Liliya Apostolova, Senior High-Tech Product Marketing Leader at Lumesse
Much has been written about how the financial sector can take advantage of Big Data to reveal customer insights to inform R&D strategies and service. In fact, according to a recent IBM report found that 71 per cent of banking and financial markets firms report that the use of information (including Big Data) and analytics is creating a competitive advantage for their organisations, compared with 63 per cent of cross-industry respondents. However, Big Data has applications beyond providing actionable insights to improve services for customers. The HR organisation in many big firms is sitting on a gold mine of employee data but very few know the value of it and how to use it to help inform and shape their people strategy.
Global management consultancy firm, McKinsey predicted that data will become a key basis of creating value for the business – increasing its competitiveness, underpinning new waves of productivity, growth and innovation. This has become a reality in 2014, as analysing and using employee data to inform business decisions and strategy remains on top of the priority list for HR managers and decision makers.
In order to properly use data to positively impact business strategy, you need to align the data to the problem that you aim to solve. For example, if acquisition of the top talent is a business priority, you will need to focus on selecting data that will help form best practice for recruitment. This is particularly pertinent for many companies given the pervading ‘war for talent’ in the financial industry and changing strategies for selecting and retaining the very best. A survey by Robert Half Financial Services in 2013 found that 89% of executives in the financial service sector found it either somewhat or very challenging to find skilled financial services professionals, while 83% were concerned about losing top performers to other opportunities.
To meet this challenge, many HR leaders are already changing their thinking around recruitment decisions – focusing on potential to learn rather than an already established skill for the role. The right data that provides insight into how past candidates and current employees have been hired, their skills and how they’ve progressed in the business, will help many companies to understand if this is the right approach for them.
One company did just that. Josh Bersin, Founder of Bersin by Deloitte, a research company that advises on HR strategy, talks about one of its customers who applied data analytics to its recruitment strategy in a Forbes article. The customer, a large player in the financial sector, had placed a strong seven year emphasis on recruiting people with a proven track record of academic success at the top US colleges. However, data analytics found that where employees attended university or the grades they received had little to no impact on their success in the job. Instead, previous proven success in a similar job, the ability to multitask and move a project forward with little instruction helped made them better candidates and ultimately, employees.
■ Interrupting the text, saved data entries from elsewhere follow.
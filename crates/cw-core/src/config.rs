//! Configuration management for the ETL process

use crate::error::{Error, Result};
use crate::types::{BlockchainSourceKind, WarehouseBackend};
use dotenvy::dotenv;
use serde::{Deserialize, Serialize};
use std::env;
use std::str::FromStr;

/// Main configuration struct, assembled from the environment
#[derive(Debug, Clone, Deserialize, Serialize)]
pub struct Config {
  pub staging: StagingConfig,
  pub warehouse: WarehouseConfig,
  pub etl: EtlSettings,
}

/// Operational store the collectors write into
#[derive(Debug, Clone, Default, Deserialize, Serialize)]
pub struct StagingConfig {
  /// Full connection URL, either given directly or assembled from parts
  pub database_url: Option<String>,
}

/// Analytical store the loaders write into
#[derive(Debug, Clone, Deserialize, Serialize)]
pub struct WarehouseConfig {
  /// Backend chosen through the environment; `None` means ask at startup
  pub backend: Option<WarehouseBackend>,

  /// Connection URL for the postgres backend
  pub postgres_url: Option<String>,

  /// Schema placed on the postgres `search_path`
  pub schema: Option<String>,

  /// Database file for the sqlite backend
  pub sqlite_path: String,
}

/// Cycle timing and extraction windows
#[derive(Debug, Clone, Deserialize, Serialize)]
pub struct EtlSettings {
  /// Sleep between cycles in seconds
  pub interval_secs: u64,

  /// Wall-clock budget for the whole run
  pub max_runtime_hours: u64,

  /// Trailing extraction window in minutes
  pub window_minutes: i64,

  /// Day window for the macro correlation extract
  pub correlation_days: i64,

  /// Day window of closes used for indicators
  pub indicator_days: i64,

  pub blockchain_source: BlockchainSourceKind,
}

impl Default for EtlSettings {
  fn default() -> Self {
    Self {
      interval_secs: crate::DEFAULT_CYCLE_INTERVAL_SECS,
      max_runtime_hours: crate::DEFAULT_MAX_RUNTIME_HOURS,
      window_minutes: crate::DEFAULT_WINDOW_MINUTES,
      correlation_days: crate::DEFAULT_CORRELATION_DAYS,
      indicator_days: crate::DEFAULT_INDICATOR_DAYS,
      blockchain_source: BlockchainSourceKind::default(),
    }
  }
}

impl Config {
  /// Load configuration from environment variables
  pub fn from_env() -> Result<Self> {
    dotenv().ok();

    let staging = StagingConfig { database_url: staging_url_from_env() };

    let backend = match non_empty_var("WAREHOUSE_BACKEND") {
      Some(value) => Some(value.parse::<WarehouseBackend>()?),
      None => None,
    };

    let warehouse = WarehouseConfig {
      backend,
      postgres_url: non_empty_var("WAREHOUSE_DATABASE_URL"),
      schema: non_empty_var("WAREHOUSE_SCHEMA"),
      sqlite_path: non_empty_var("WAREHOUSE_SQLITE_PATH")
        .unwrap_or_else(|| crate::DEFAULT_SQLITE_PATH.to_string()),
    };

    let defaults = EtlSettings::default();
    let etl = EtlSettings {
      interval_secs: parse_var("ETL_INTERVAL_SECS", defaults.interval_secs)?,
      max_runtime_hours: parse_var("ETL_MAX_RUNTIME_HOURS", defaults.max_runtime_hours)?,
      window_minutes: parse_var("ETL_WINDOW_MINUTES", defaults.window_minutes)?,
      correlation_days: parse_var("ETL_CORRELATION_DAYS", defaults.correlation_days)?,
      indicator_days: parse_var("ETL_INDICATOR_DAYS", defaults.indicator_days)?,
      blockchain_source: match non_empty_var("ETL_BLOCKCHAIN_SOURCE") {
        Some(value) => value.parse()?,
        None => defaults.blockchain_source,
      },
    };

    etl.validate()?;

    Ok(Config { staging, warehouse, etl })
  }
}

impl EtlSettings {
  /// Reject windows that are non-positive or too large to subtract from a timestamp
  pub fn validate(&self) -> Result<()> {
    check_range("ETL_WINDOW_MINUTES", self.window_minutes, crate::MAX_WINDOW_MINUTES)?;
    check_range("ETL_CORRELATION_DAYS", self.correlation_days, crate::MAX_LOOKBACK_DAYS)?;
    check_range("ETL_INDICATOR_DAYS", self.indicator_days, crate::MAX_LOOKBACK_DAYS)?;
    Ok(())
  }
}

fn check_range(name: &str, value: i64, max: i64) -> Result<()> {
  if value <= 0 || value > max {
    return Err(Error::Config(format!("{} must be between 1 and {}, got {}", name, max, value)));
  }
  Ok(())
}

impl StagingConfig {
  /// The staging URL, or an error naming the variables to set
  pub fn require_url(&self) -> Result<&str> {
    self.database_url.as_deref().ok_or_else(|| {
      Error::MissingSetting(
        "STAGING_DATABASE_URL (or STAGING_HOST/STAGING_USER/STAGING_PASSWORD/STAGING_DATABASE)"
          .to_string(),
      )
    })
  }
}

impl WarehouseConfig {
  /// The postgres warehouse URL, or an error when it is not configured
  pub fn require_postgres_url(&self) -> Result<&str> {
    self
      .postgres_url
      .as_deref()
      .ok_or_else(|| Error::MissingSetting("WAREHOUSE_DATABASE_URL".to_string()))
  }
}

fn non_empty_var(name: &str) -> Option<String> {
  env::var(name).ok().map(|v| v.trim().to_string()).filter(|v| !v.is_empty())
}

fn parse_var<T: FromStr>(name: &str, default: T) -> Result<T> {
  match non_empty_var(name) {
    Some(raw) => raw.parse().map_err(|_| Error::Config(format!("Invalid {}", name))),
    None => Ok(default),
  }
}

fn staging_url_from_env() -> Option<String> {
  if let Some(url) = non_empty_var("STAGING_DATABASE_URL") {
    return Some(url);
  }

  let host = non_empty_var("STAGING_HOST")?;
  let user = non_empty_var("STAGING_USER")?;
  let database = non_empty_var("STAGING_DATABASE")?;
  let credentials = match non_empty_var("STAGING_PASSWORD") {
    Some(password) => format!("{}:{}", user, password),
    None => user,
  };

  Some(format!("postgres://{}@{}/{}", credentials, host, database))
}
Yet understanding which data is needed is only the first part of the solution – extracting the right data can be a challenge. As anyone in HR knows, taking data from several different tools and compiling the information in one place can be a huge admin burden. In the financial sector, this can be completed even further by frequent mergers and acquisitions which have created countless and costly silos of data.
Furthermore, finding relevant data in this scenario can become a taxing process. HR software and analytics can aggregate and connect the data flow of the employee’s journey – from the first step in the recruitment process right through to the different stages of the learning process – to help HR departments’ spot trends and patterns to identify both challenges and opportunities.
Specifically, technology systems integrated on an open platform with a unified reporting layer can provide unified analytics and reports. This means companies can choose the best mix of innovative technology for their needs while keeping the advantage of visibility into data across multiple systems and platforms.
By analysing the links between people practices, productivity, recruitment and talent retention, you’ll be in a better position to put in place a strategy that aligns with the business and ultimately improves the bottom line. However, data, its use and application in the business must be consistently monitored so that you can continue to inform and adapt your people strategy on an ongoing basis – keeping up with ever changing people complexities and needs within the financial sector.